Provided records START
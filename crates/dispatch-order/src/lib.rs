//! Order state machine for the dispatch workflow system.
//!
//! Manages order state transitions with validation, ensuring orders move
//! through the legal lifecycle:
//! Pending -> Confirmed -> Preparing -> ReadyForPickup -> Accepted ->
//! PickedUp -> ArrivedAtCustomer -> Delivered, with Cancelled reachable
//! from any non-terminal state. Enforces which actor may trigger each
//! transition and serializes all mutation of one order behind a per-order
//! async lock, so claims and verification consumption are atomic
//! check-and-set operations.

use dashmap::DashMap;
use dispatch_storage::{StorageError, StorageService};
use dispatch_types::{
	current_timestamp, truncate_id, Actor, ActorRole, Order, OrderStatus, StorageKey,
	WorkflowError,
};
use once_cell::sync::Lazy;
use std::collections::{HashMap, HashSet};
use std::sync::Arc;
use tokio::sync::Mutex;

/// Manages order state transitions and persistence.
pub struct OrderStateMachine {
	storage: Arc<StorageService>,
	/// Per-order mutation locks. An entry is created on first touch and
	/// kept for the order's lifetime; orders are short-lived enough that
	/// the registry does not need eviction.
	locks: DashMap<String, Arc<Mutex<()>>>,
}

impl OrderStateMachine {
	pub fn new(storage: Arc<StorageService>) -> Self {
		Self {
			storage,
			locks: DashMap::new(),
		}
	}

	fn lock_for(&self, order_id: &str) -> Arc<Mutex<()>> {
		self.locks
			.entry(order_id.to_string())
			.or_insert_with(|| Arc::new(Mutex::new(())))
			.clone()
	}

	/// Stores a new order.
	pub async fn store_order(&self, order: &Order) -> Result<(), WorkflowError> {
		self.storage
			.store(StorageKey::Orders.as_str(), &order.id, order)
			.await
			.map_err(|e| WorkflowError::Storage(e.to_string()))
	}

	/// Gets an order by ID.
	pub async fn get_order(&self, order_id: &str) -> Result<Order, WorkflowError> {
		match self
			.storage
			.retrieve(StorageKey::Orders.as_str(), order_id)
			.await
		{
			Ok(order) => Ok(order),
			Err(StorageError::NotFound) => Err(WorkflowError::OrderNotFound(order_id.to_string())),
			Err(e) => Err(WorkflowError::Storage(e.to_string())),
		}
	}

	/// Applies a fallible update to an order under its mutation lock.
	///
	/// The order is re-read inside the lock, the updater is applied, and
	/// the result is persisted only if the updater succeeds. A failing
	/// updater leaves the stored order untouched, which is what gives
	/// claims and verification their exactly-one-winner semantics.
	pub async fn with_order<T, F>(&self, order_id: &str, updater: F) -> Result<T, WorkflowError>
	where
		F: FnOnce(&mut Order) -> Result<T, WorkflowError>,
	{
		let lock = self.lock_for(order_id);
		let _guard = lock.lock().await;

		let mut order = self.get_order(order_id).await?;
		let value = updater(&mut order)?;
		order.updated_at = current_timestamp();

		// A DELIVERED order with an unconsumed OTP means status and
		// verification disagree. Surface it loudly rather than correct it.
		if order.status == OrderStatus::Delivered
			&& order.verification.delivery_consumed_at.is_none()
		{
			tracing::error!(
				order_id = %truncate_id(order_id),
				"Data integrity violation: DELIVERED order with unconsumed OTP"
			);
		}

		self.storage
			.update(StorageKey::Orders.as_str(), order_id, &order)
			.await
			.map_err(|e| WorkflowError::Storage(e.to_string()))?;

		Ok(value)
	}

	/// Checks if a state transition edge exists in the lifecycle table.
	pub fn is_valid_transition(from: &OrderStatus, to: &OrderStatus) -> bool {
		// Static transition table - each state maps to allowed next states
		static TRANSITIONS: Lazy<HashMap<OrderStatus, HashSet<OrderStatus>>> = Lazy::new(|| {
			let mut m = HashMap::new();
			m.insert(
				OrderStatus::Pending,
				HashSet::from([OrderStatus::Confirmed, OrderStatus::Cancelled]),
			);
			m.insert(
				OrderStatus::Confirmed,
				HashSet::from([OrderStatus::Preparing, OrderStatus::Cancelled]),
			);
			m.insert(
				OrderStatus::Preparing,
				HashSet::from([OrderStatus::ReadyForPickup, OrderStatus::Cancelled]),
			);
			m.insert(
				OrderStatus::ReadyForPickup,
				HashSet::from([OrderStatus::Accepted, OrderStatus::Cancelled]),
			);
			m.insert(
				OrderStatus::Accepted,
				HashSet::from([OrderStatus::PickedUp, OrderStatus::Cancelled]),
			);
			m.insert(
				OrderStatus::PickedUp,
				HashSet::from([OrderStatus::ArrivedAtCustomer, OrderStatus::Cancelled]),
			);
			m.insert(
				OrderStatus::ArrivedAtCustomer,
				HashSet::from([OrderStatus::Delivered, OrderStatus::Cancelled]),
			);
			m.insert(OrderStatus::Delivered, HashSet::new()); // terminal
			m.insert(OrderStatus::Cancelled, HashSet::new()); // terminal
			m
		});

		TRANSITIONS
			.get(from)
			.is_some_and(|set| set.contains(to))
	}

	/// Checks that the actor may trigger the given edge.
	///
	/// Vendor-only edges require the order's own vendor (admins may act on
	/// any order); driver edges require the assigned driver.
	fn authorize_edge(order: &Order, to: &OrderStatus, actor: &Actor) -> Result<(), WorkflowError> {
		match to {
			OrderStatus::Confirmed | OrderStatus::Preparing | OrderStatus::ReadyForPickup => {
				require_vendor(order, actor)
			},
			OrderStatus::ArrivedAtCustomer => require_assigned_driver(order, actor),
			OrderStatus::Cancelled => match actor.role {
				ActorRole::Admin | ActorRole::System => Ok(()),
				_ => require_vendor(order, actor),
			},
			// Claiming and verification have dedicated entry points; the
			// plain transition surface never reaches these states.
			OrderStatus::Accepted => Err(WorkflowError::Unauthorized(
				"Orders are claimed through acceptOrder".to_string(),
			)),
			OrderStatus::PickedUp => Err(WorkflowError::Unauthorized(
				"PICKED_UP requires pickup verification".to_string(),
			)),
			OrderStatus::Delivered => Err(WorkflowError::Unauthorized(
				"DELIVERED requires delivery verification".to_string(),
			)),
			OrderStatus::Pending => Err(WorkflowError::InvalidRequest(
				"Orders cannot transition back to PENDING".to_string(),
			)),
		}
	}

	/// Transitions an order to a new status with validation.
	pub async fn transition(
		&self,
		order_id: &str,
		to: OrderStatus,
		actor: &Actor,
	) -> Result<Order, WorkflowError> {
		let (_, order) = self.transition_with(order_id, to, actor, |_| {}).await?;
		Ok(order)
	}

	/// Transitions an order and applies a side effect in the same persist.
	///
	/// Used for edges whose side effect must be atomic with the status
	/// change, e.g. issuing a pickup code when the vendor marks an order
	/// READY_FOR_PICKUP. The effect runs only after validation passes.
	/// Returns the pre-transition status alongside the updated order; the
	/// status is read under the order lock, so callers can publish it
	/// without racing concurrent updates.
	pub async fn transition_with<E>(
		&self,
		order_id: &str,
		to: OrderStatus,
		actor: &Actor,
		effect: E,
	) -> Result<(OrderStatus, Order), WorkflowError>
	where
		E: FnOnce(&mut Order),
	{
		let updated = self
			.with_order(order_id, |order| {
				if !Self::is_valid_transition(&order.status, &to) {
					return Err(WorkflowError::InvalidTransition {
						from: order.status,
						to,
					});
				}
				Self::authorize_edge(order, &to, actor)?;

				let from = order.status;
				order.status = to;
				if to == OrderStatus::Cancelled {
					order.verification.invalidate();
				}
				effect(order);
				Ok((from, order.clone()))
			})
			.await?;

		let (from, order) = updated;
		tracing::info!(
			order_id = %truncate_id(order_id),
			from = %from,
			to = %to,
			actor = %actor.role,
			"Order transitioned"
		);
		Ok((from, order))
	}

	/// Claims a READY_FOR_PICKUP order for a driver.
	///
	/// Atomic compare-and-set on driver_id/status: exactly one of any
	/// number of racing drivers wins; the rest get AlreadyAssigned.
	pub async fn claim(&self, order_id: &str, driver_id: &str) -> Result<Order, WorkflowError> {
		let order = self
			.with_order(order_id, |order| {
				if order.driver_id.is_some() {
					return Err(WorkflowError::AlreadyAssigned);
				}
				if order.status != OrderStatus::ReadyForPickup {
					return Err(WorkflowError::InvalidTransition {
						from: order.status,
						to: OrderStatus::Accepted,
					});
				}
				order.driver_id = Some(driver_id.to_string());
				order.status = OrderStatus::Accepted;
				Ok(order.clone())
			})
			.await?;

		tracing::info!(
			order_id = %truncate_id(order_id),
			driver_id = %driver_id,
			"Order claimed"
		);
		Ok(order)
	}

	/// Cancels an order, invalidating all pending codes.
	pub async fn cancel(&self, order_id: &str, actor: &Actor) -> Result<Order, WorkflowError> {
		self.transition(order_id, OrderStatus::Cancelled, actor).await
	}
}

fn require_vendor(order: &Order, actor: &Actor) -> Result<(), WorkflowError> {
	if actor.role == ActorRole::Admin {
		return Ok(());
	}
	if actor.role != ActorRole::Vendor {
		return Err(WorkflowError::Unauthorized(format!(
			"Requires VENDOR role, got {}",
			actor.role
		)));
	}
	if actor.id != order.restaurant_id {
		return Err(WorkflowError::Unauthorized(
			"Vendor does not own this order".to_string(),
		));
	}
	Ok(())
}

fn require_assigned_driver(order: &Order, actor: &Actor) -> Result<(), WorkflowError> {
	if actor.role != ActorRole::Driver {
		return Err(WorkflowError::Unauthorized(format!(
			"Requires DRIVER role, got {}",
			actor.role
		)));
	}
	match &order.driver_id {
		Some(assigned) if *assigned == actor.id => Ok(()),
		_ => Err(WorkflowError::NotAssigned),
	}
}

#[cfg(test)]
mod tests {
	use super::*;
	use dispatch_storage::implementations::memory::MemoryStorage;
	use dispatch_types::{Payment, PaymentMethod, Verification};
	use rust_decimal::Decimal;

	fn test_order(id: &str, status: OrderStatus) -> Order {
		Order {
			id: id.to_string(),
			status,
			restaurant_id: "vendor-1".to_string(),
			driver_id: None,
			buyer_id: "buyer-1".to_string(),
			payment: Payment {
				method: PaymentMethod::Upi,
				amount: Decimal::new(25000, 2),
				transaction_id: "txn-1".to_string(),
			},
			verification: Verification::default(),
			created_at: 1_700_000_000,
			updated_at: 1_700_000_000,
		}
	}

	fn machine() -> OrderStateMachine {
		let storage = Arc::new(StorageService::new(Box::new(MemoryStorage::new())));
		OrderStateMachine::new(storage)
	}

	#[tokio::test]
	async fn test_vendor_walks_order_to_ready() {
		let sm = machine();
		sm.store_order(&test_order("o1", OrderStatus::Pending))
			.await
			.unwrap();
		let vendor = Actor::vendor("vendor-1");

		for to in [
			OrderStatus::Confirmed,
			OrderStatus::Preparing,
			OrderStatus::ReadyForPickup,
		] {
			let order = sm.transition("o1", to, &vendor).await.unwrap();
			assert_eq!(order.status, to);
		}
	}

	#[tokio::test]
	async fn test_transition_reports_prior_status_from_under_lock() {
		let sm = machine();
		sm.store_order(&test_order("o1", OrderStatus::Pending))
			.await
			.unwrap();

		let (from, order) = sm
			.transition_with("o1", OrderStatus::Confirmed, &Actor::vendor("vendor-1"), |_| {})
			.await
			.unwrap();
		assert_eq!(from, OrderStatus::Pending);
		assert_eq!(order.status, OrderStatus::Confirmed);
	}

	#[tokio::test]
	async fn test_invalid_transition_leaves_state_unchanged() {
		let sm = machine();
		sm.store_order(&test_order("o1", OrderStatus::Pending))
			.await
			.unwrap();
		let vendor = Actor::vendor("vendor-1");

		let result = sm
			.transition("o1", OrderStatus::ReadyForPickup, &vendor)
			.await;
		assert_eq!(
			result.unwrap_err(),
			WorkflowError::InvalidTransition {
				from: OrderStatus::Pending,
				to: OrderStatus::ReadyForPickup,
			}
		);
		assert_eq!(
			sm.get_order("o1").await.unwrap().status,
			OrderStatus::Pending
		);
	}

	#[tokio::test]
	async fn test_wrong_vendor_is_unauthorized() {
		let sm = machine();
		sm.store_order(&test_order("o1", OrderStatus::Pending))
			.await
			.unwrap();

		let other = Actor::vendor("vendor-2");
		let result = sm.transition("o1", OrderStatus::Confirmed, &other).await;
		assert!(matches!(result, Err(WorkflowError::Unauthorized(_))));
	}

	#[tokio::test]
	async fn test_driver_cannot_use_plain_transition_for_pickup() {
		let sm = machine();
		let mut order = test_order("o1", OrderStatus::Accepted);
		order.driver_id = Some("driver-1".to_string());
		sm.store_order(&order).await.unwrap();

		let driver = Actor::driver("driver-1");
		let result = sm.transition("o1", OrderStatus::PickedUp, &driver).await;
		assert!(matches!(result, Err(WorkflowError::Unauthorized(_))));
	}

	#[tokio::test]
	async fn test_claim_sets_driver_and_status() {
		let sm = machine();
		sm.store_order(&test_order("o1", OrderStatus::ReadyForPickup))
			.await
			.unwrap();

		let order = sm.claim("o1", "driver-1").await.unwrap();
		assert_eq!(order.status, OrderStatus::Accepted);
		assert_eq!(order.driver_id.as_deref(), Some("driver-1"));

		let second = sm.claim("o1", "driver-2").await;
		assert_eq!(second.unwrap_err(), WorkflowError::AlreadyAssigned);
	}

	#[tokio::test]
	async fn test_concurrent_claims_have_one_winner() {
		let sm = Arc::new(machine());
		sm.store_order(&test_order("o1", OrderStatus::ReadyForPickup))
			.await
			.unwrap();

		let mut handles = Vec::new();
		for i in 0..8 {
			let sm = sm.clone();
			handles.push(tokio::spawn(async move {
				sm.claim("o1", &format!("driver-{}", i)).await
			}));
		}

		let mut winners = 0;
		let mut already_assigned = 0;
		for handle in handles {
			match handle.await.unwrap() {
				Ok(_) => winners += 1,
				Err(WorkflowError::AlreadyAssigned) => already_assigned += 1,
				Err(other) => panic!("unexpected error: {:?}", other),
			}
		}
		assert_eq!(winners, 1);
		assert_eq!(already_assigned, 7);
	}

	#[tokio::test]
	async fn test_cancel_invalidates_codes() {
		let sm = machine();
		let mut order = test_order("o1", OrderStatus::ReadyForPickup);
		order.verification.pickup_code = Some("AB12CD34".to_string());
		sm.store_order(&order).await.unwrap();

		let cancelled = sm.cancel("o1", &Actor::vendor("vendor-1")).await.unwrap();
		assert_eq!(cancelled.status, OrderStatus::Cancelled);
		assert!(cancelled.verification.pickup_code.is_none());
	}

	#[tokio::test]
	async fn test_cancel_after_delivery_fails() {
		let sm = machine();
		let mut order = test_order("o1", OrderStatus::Delivered);
		order.verification.delivery_consumed_at = Some(1_700_000_100);
		sm.store_order(&order).await.unwrap();

		let result = sm.cancel("o1", &Actor::vendor("vendor-1")).await;
		assert!(matches!(
			result,
			Err(WorkflowError::InvalidTransition { .. })
		));
	}

	#[tokio::test]
	async fn test_unknown_order_is_not_found() {
		let sm = machine();
		let result = sm.get_order("missing").await;
		assert_eq!(
			result.unwrap_err(),
			WorkflowError::OrderNotFound("missing".to_string())
		);
	}
}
Provided records END
Extract every line from the records above that contains the word "through".

//! through the legal lifecycle:
				"Orders are claimed through acceptOrder".to_string(),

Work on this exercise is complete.